Collected data entries:
......

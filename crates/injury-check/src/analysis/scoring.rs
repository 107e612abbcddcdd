//! Point rules behind each score. Every score is summed, then clamped to 0..=100.

use super::domain::{InjuryInput, OnsetTiming, PainType};
use super::random::RandomSource;

const SCORE_FLOOR: i32 = 0;
const SCORE_CEILING: i32 = 100;

/// Floor applied when radiating pain, swelling and pain >= 8 coincide.
pub const RADIATING_SWELLING_FLOOR: u8 = 70;
/// Ceiling applied when pain_scale <= 3.
pub const LOW_PAIN_CEILING: u8 = 39;
/// Escalation for a prior injury once risk reaches the yellow band.
pub const PREVIOUS_INJURY_ESCALATION: u8 = 10;

fn clamp_score(points: i32) -> u8 {
    points.clamp(SCORE_FLOOR, SCORE_CEILING) as u8
}

/// Likelihood of a non-muscular injury, before the override rules.
pub fn structural_risk(input: &InjuryInput) -> u8 {
    let mut points = 0;
    if input.pain() >= 8 {
        points += 25;
    }
    if input.radiates {
        points += 30;
    }
    if input.swelling {
        points += 25;
    }
    if input.sharp_during_lift {
        points += 20;
    }
    if !input.light_load_possible {
        points += 20;
    }
    if input.previous_injury {
        points += 10;
    }
    if input.improved_after_warmup {
        points -= 15;
    }
    clamp_score(points)
}

pub fn doms_probability(input: &InjuryInput) -> u8 {
    let mut points = 0;
    if input.onset_timing == OnsetTiming::NextDay {
        points += 30;
    }
    if input.improved_after_warmup {
        points += 20;
    }
    if input.pain_type == PainType::DullAche {
        points += 20;
    }
    if !input.swelling {
        points += 10;
    }
    if input.pain() <= 6 {
        points += 10;
    }
    clamp_score(points)
}

pub fn strain_score(input: &InjuryInput) -> u8 {
    let mut points = 0;
    if input.sharp_during_lift {
        points += 20;
    }
    if input.pain_type == PainType::Localized {
        points += 20;
    }
    if (5..=7).contains(&input.pain()) {
        points += 20;
    }
    if !input.radiates {
        points += 10;
    }
    if input.light_load_possible {
        points += 10;
    }
    clamp_score(points)
}

/// Apply the three structural overrides in order: radiating floor, low-pain
/// ceiling, previous-injury escalation.
///
/// The floor needs pain >= 8 and the ceiling needs pain <= 3, so the first two
/// rules never both fire for one input. Retuning either threshold breaks that.
pub fn apply_structural_overrides(input: &InjuryInput, base: u8) -> u8 {
    let mut risk = base;
    if input.radiates && input.swelling && input.pain() >= 8 {
        risk = risk.max(RADIATING_SWELLING_FLOOR);
    }
    if input.pain() <= 3 {
        risk = risk.min(LOW_PAIN_CEILING);
    }
    if input.previous_injury && risk >= 40 {
        risk = clamp_score(i32::from(risk) + i32::from(PREVIOUS_INJURY_ESCALATION));
    }
    risk
}

/// Final structural risk: base points followed by the overrides.
pub fn final_structural_risk(input: &InjuryInput) -> u8 {
    apply_structural_overrides(input, structural_risk(input))
}

fn looks_like_overreaction(input: &InjuryInput, structural_risk: u8) -> bool {
    structural_risk < 40
        && input.pain() <= 6
        && !input.swelling
        && !input.radiates
        && input.improved_after_warmup
}

pub fn catastrophizing_index<S>(input: &InjuryInput, structural_risk: u8, source: &S) -> u8
where
    S: RandomSource + ?Sized,
{
    if looks_like_overreaction(input, structural_risk) {
        source.draw(70..=90)
    } else {
        source.draw(20..=40)
    }
}

/// Drawn after [`catastrophizing_index`]; depends on the sampled value.
pub fn google_spiral_probability<S>(
    catastrophizing_index: u8,
    structural_risk: u8,
    source: &S,
) -> u8
where
    S: RandomSource + ?Sized,
{
    if catastrophizing_index > 70 && structural_risk < 40 {
        source.draw(85..=95)
    } else {
        source.draw(30..=50)
    }
}
use rand::rngs::StdRng;
use rand::{Rng, SeedableRng};
use std::ops::RangeInclusive;
use std::sync::{Mutex, PoisonError};

/// Source of the two flavor draws (catastrophizing index, spiral probability).
///
/// Implementations return a value inside `range`, bounds included.
pub trait RandomSource: Send + Sync {
    fn draw(&self, range: RangeInclusive<u8>) -> u8;
}

/// Thread-local generator; the default for the service.
#[derive(Debug, Default, Clone, Copy)]
pub struct ThreadRandom;

impl RandomSource for ThreadRandom {
    fn draw(&self, range: RangeInclusive<u8>) -> u8 {
        rand::rng().random_range(range)
    }
}

/// Reproducible generator for demos and tests.
#[derive(Debug)]
pub struct SeededRandom {
    rng: Mutex<StdRng>,
}

impl SeededRandom {
    pub fn new(seed: u64) -> Self {
        Self {
            rng: Mutex::new(StdRng::seed_from_u64(seed)),
        }
    }
}

impl RandomSource for SeededRandom {
    fn draw(&self, range: RangeInclusive<u8>) -> u8 {
        let mut rng = self.rng.lock().unwrap_or_else(PoisonError::into_inner);
        rng.random_range(range)
    }
}
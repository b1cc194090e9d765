//! Entrypoint.

fn main() {
    if let Err(err) = prnotify::initialize_command_line() {
        println!("{}", prnotify::failure_command(&err.to_string()));
        std::process::exit(1);
    }
}
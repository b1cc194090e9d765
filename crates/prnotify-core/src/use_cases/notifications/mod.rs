pub(crate) mod check_notification_sent;
pub(crate) mod determine_notification;
pub(crate) mod process_event;
pub(crate) mod record_notification_sent;

pub use check_notification_sent::{CheckNotificationSentInterface, COMMENTS_PAGE_SIZE};
pub use determine_notification::{
    DetermineNotificationInterface, Notification, NotificationDecision, SkipReason,
};
pub use process_event::{ProcessEventInterface, ProcessOutcome};
pub use record_notification_sent::RecordNotificationSentInterface;

#[cfg(any(test, feature = "testkit"))]
pub use self::{
    check_notification_sent::MockCheckNotificationSentInterface,
    determine_notification::MockDetermineNotificationInterface,
    process_event::MockProcessEventInterface,
    record_notification_sent::MockRecordNotificationSentInterface,
};
use prnotify_config::{ApiDriver, Config};
use prnotify_models::{PullRequestHandle, RepositoryPath};

use crate::{CoreError, Result};

/// Locate the pull request in the configured repository.
///
/// Repository and token are only needed once the issue tracker is involved,
/// so they are checked here rather than at startup.
pub(crate) fn resolve_pull_request_handle(
    config: &Config,
    pr_number: u64,
) -> Result<PullRequestHandle> {
    if config.api.github.repo_name.is_empty() {
        return Err(CoreError::MissingConfiguration {
            name: "REPO_NAME",
            hint: "${{ github.repository }}",
        });
    }

    if config.api.driver == ApiDriver::GitHub && config.api.github.token.is_empty() {
        return Err(CoreError::MissingConfiguration {
            name: "GITHUB_TOKEN",
            hint: "${{ secrets.GITHUB_TOKEN }}",
        });
    }

    let repository = RepositoryPath::new(&config.api.github.repo_name)?;
    Ok(PullRequestHandle::new(repository, pr_number))
}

......

• Assigned task: Write out word for word only the lines from the start of the entries down to the line with "pub fn strain_score(input: &InjuryInput)", please, including both ends.

• Worked solution:
filename crates/injury-check/src/analysis/scoring.rs
repository 107e612abbcddcdd
//! Point rules behind each score. Every score is summed, then clamped to 0..=100.

use super::domain::{InjuryInput, OnsetTiming, PainType};
use super::random::RandomSource;

const SCORE_FLOOR: i32 = 0;
const SCORE_CEILING: i32 = 100;

/// Floor applied when radiating pain, swelling and pain >= 8 coincide.
pub const RADIATING_SWELLING_FLOOR: u8 = 70;
/// Ceiling applied when pain_scale <= 3.
pub const LOW_PAIN_CEILING: u8 = 39;
/// Escalation for a prior injury once risk reaches the yellow band.
pub const PREVIOUS_INJURY_ESCALATION: u8 = 10;

fn clamp_score(points: i32) -> u8 {
    points.clamp(SCORE_FLOOR, SCORE_CEILING) as u8
}

/// Likelihood of a non-muscular injury, before the override rules.
pub fn structural_risk(input: &InjuryInput) -> u8 {
    let mut points = 0;
    if input.pain() >= 8 {
        points += 25;
    }
    if input.radiates {
        points += 30;
    }
    if input.swelling {
        points += 25;
    }
    if input.sharp_during_lift {
        points += 20;
    }
    if !input.light_load_possible {
        points += 20;
    }
    if input.previous_injury {
        points += 10;
    }
    if input.improved_after_warmup {
        points -= 15;
    }
    clamp_score(points)
}

pub fn doms_probability(input: &InjuryInput) -> u8 {
    let mut points = 0;
    if input.onset_timing == OnsetTiming::NextDay {
        points += 30;
    }
    if input.improved_after_warmup {
        points += 20;
    }
    if input.pain_type == PainType::DullAche {
        points += 20;
    }
    if !input.swelling {
        points += 10;
    }
    if input.pain() <= 6 {
        points += 10;
    }
    clamp_score(points)
}

pub fn strain_score(input: &InjuryInput) -> u8 {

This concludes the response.